§ WHAT YOU HAVE TO DO: Output, without alteration, the first line of the entries and each line after it, stopping with the line that contains "overrides (VIBEMAP__* prefix)".

§ SUPPLIED MATERIAL:
════════════════════
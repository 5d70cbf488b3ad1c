//! Configuration Module
//!
//! Provides TOML-based configuration for VibeMap with support for:
//! - Logging level
//! - Processing pool size and dispatch switch
//! - Mapping definitions file
//! - Broker connectors
//! - Environment variable overrides (VIBEMAP__* prefix)

use std::collections::HashSet;
use std::path::{Path, PathBuf};

use config::{Environment, File, FileFormat};
use regex::Regex;
use serde::Deserialize;

pub use connector::ConnectorConfig;

mod connector;

#[cfg(test)]
mod tests;

/// Substitute environment variables in a string.
/// Supports `${VAR}` and `${VAR:-default}` syntax.
fn substitute_env_vars(content: &str) -> Result<String, ConfigError> {
    let re = Regex::new(r"\$\{([^}:]+)(?::-([^}]*))?\}")
        .map_err(|e| ConfigError::Validation(format!("env pattern: {}", e)))?;
    Ok(re
        .replace_all(content, |caps: &regex::Captures| {
            let var_name = &caps[1];
            let default = caps.get(2).map(|m| m.as_str()).unwrap_or("");
            std::env::var(var_name).unwrap_or_else(|_| default.to_string())
        })
        .to_string())
}

/// Configuration error types
#[derive(Debug)]
pub enum ConfigError {
    /// IO error reading config file
    Io(std::io::Error),
    /// TOML parsing error
    Parse(toml::de::Error),
    /// Config crate error
    Config(config::ConfigError),
    /// Validation error
    Validation(String),
}

impl std::fmt::Display for ConfigError {
    fn fmt(&self, f: &mut std::fmt::Formatter<'_>) -> std::fmt::Result {
        match self {
            ConfigError::Io(e) => write!(f, "IO error: {}", e),
            ConfigError::Parse(e) => write!(f, "Parse error: {}", e),
            ConfigError::Config(e) => write!(f, "Config error: {}", e),
            ConfigError::Validation(msg) => write!(f, "Validation error: {}", msg),
        }
    }
}

impl std::error::Error for ConfigError {}

impl From<std::io::Error> for ConfigError {
    fn from(e: std::io::Error) -> Self {
        ConfigError::Io(e)
    }
}

impl From<toml::de::Error> for ConfigError {
    fn from(e: toml::de::Error) -> Self {
        ConfigError::Parse(e)
    }
}

impl From<config::ConfigError> for ConfigError {
    fn from(e: config::ConfigError) -> Self {
        ConfigError::Config(e)
    }
}

/// Root configuration structure
#[derive(Debug, Clone, Deserialize, Default)]
#[serde(default)]
pub struct Config {
    pub log: LogConfig,
    pub processing: ProcessingConfig,
    /// Broker connectors
    #[serde(default)]
    pub connector: Vec<ConnectorConfig>,
}

/// Logging configuration
#[derive(Debug, Clone, Deserialize)]
#[serde(default)]
pub struct LogConfig {
    /// Log level: error, warn, info, debug, trace
    #[serde(default = "default_log_level")]
    pub level: String,
}

fn default_log_level() -> String {
    "info".to_string()
}

impl Default for LogConfig {
    fn default() -> Self {
        Self {
            level: default_log_level(),
        }
    }
}

/// Processing configuration
#[derive(Debug, Clone, Deserialize)]
#[serde(default)]
pub struct ProcessingConfig {
    /// Maximum concurrent platform requests and in-flight messages
    #[serde(default = "default_workers")]
    pub workers: usize,
    /// Send drafted inbound requests to the platform
    #[serde(default = "default_true")]
    pub send_inbound: bool,
    /// JSON file with an array of mapping definitions
    pub mappings_file: Option<PathBuf>,
}

fn default_workers() -> usize {
    8
}

fn default_true() -> bool {
    true
}

impl Default for ProcessingConfig {
    fn default() -> Self {
        Self {
            workers: default_workers(),
            send_inbound: true,
            mappings_file: None,
        }
    }
}

impl Config {
    /// Load configuration from a TOML file with environment variable overrides.
    ///
    /// Supports two forms of environment variable usage:
    /// 1. In-file substitution: `${VAR}` or `${VAR:-default}` syntax in the TOML file
    /// 2. Override via env vars: `VIBEMAP__` prefix with double underscores for nesting:
    ///    - `VIBEMAP__LOG__LEVEL=debug` overrides `log.level`
    ///    - `VIBEMAP__PROCESSING__WORKERS=16` overrides `processing.workers`
    pub fn load<P: AsRef<Path>>(path: P) -> Result<Self, ConfigError> {
        let mut builder = config::Config::builder()
            .set_default("log.level", "info")?
            .set_default("processing.workers", 8)?
            .set_default("processing.send_inbound", true)?;

        let path = path.as_ref();
        match std::fs::read_to_string(path) {
            Ok(content) => {
                let substituted = substitute_env_vars(&content)?;
                builder = builder.add_source(File::from_str(&substituted, FileFormat::Toml));
            }
            Err(e) if e.kind() == std::io::ErrorKind::NotFound => {}
            Err(e) => return Err(ConfigError::Io(e)),
        }

        let cfg = builder
            .add_source(
                Environment::with_prefix("VIBEMAP")
                    .separator("__")
                    .try_parsing(true),
            )
            .build()?;

        let config: Config = cfg.try_deserialize()?;
        config.validate()?;
        Ok(config)
    }

    /// Load configuration with environment variable overrides only (no file).
    pub fn from_env() -> Result<Self, ConfigError> {
        Self::load(Path::new(""))
    }

    /// Parse configuration from a string (for testing, no env var support)
    pub fn parse(content: &str) -> Result<Self, ConfigError> {
        let config: Config = toml::from_str(content)?;
        config.validate()?;
        Ok(config)
    }

    /// Validate the configuration
    pub fn validate(&self) -> Result<(), ConfigError> {
        if self.processing.workers == 0 {
            return Err(ConfigError::Validation(
                "processing.workers must be at least 1".to_string(),
            ));
        }

        let mut names = HashSet::new();
        for connector in &self.connector {
            if !names.insert(connector.name.as_str()) {
                return Err(ConfigError::Validation(format!(
                    "Duplicate connector name '{}'",
                    connector.name
                )));
            }
            if connector.address.trim().is_empty() {
                return Err(ConfigError::Validation(format!(
                    "Connector '{}' has an empty address",
                    connector.name
                )));
            }
            if connector.max_reconnect_interval < connector.reconnect_interval {
                return Err(ConfigError::Validation(format!(
                    "Connector '{}': max_reconnect_interval is below reconnect_interval",
                    connector.name
                )));
            }
        }

        Ok(())
    }

    /// Connectors that should be started
    pub fn enabled_connectors(&self) -> impl Iterator<Item = &ConnectorConfig> {
        self.connector.iter().filter(|c| c.enabled)
    }
}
════════════════════
§ ANSWER AREA:
repository 5d70cbf488b3ad1c
//! Configuration Module
//!
//! Provides TOML-based configuration for VibeMap with support for:
//! - Logging level
//! - Processing pool size and dispatch switch
//! - Mapping definitions file
//! - Broker connectors
//! - Environment variable overrides (VIBEMAP__* prefix)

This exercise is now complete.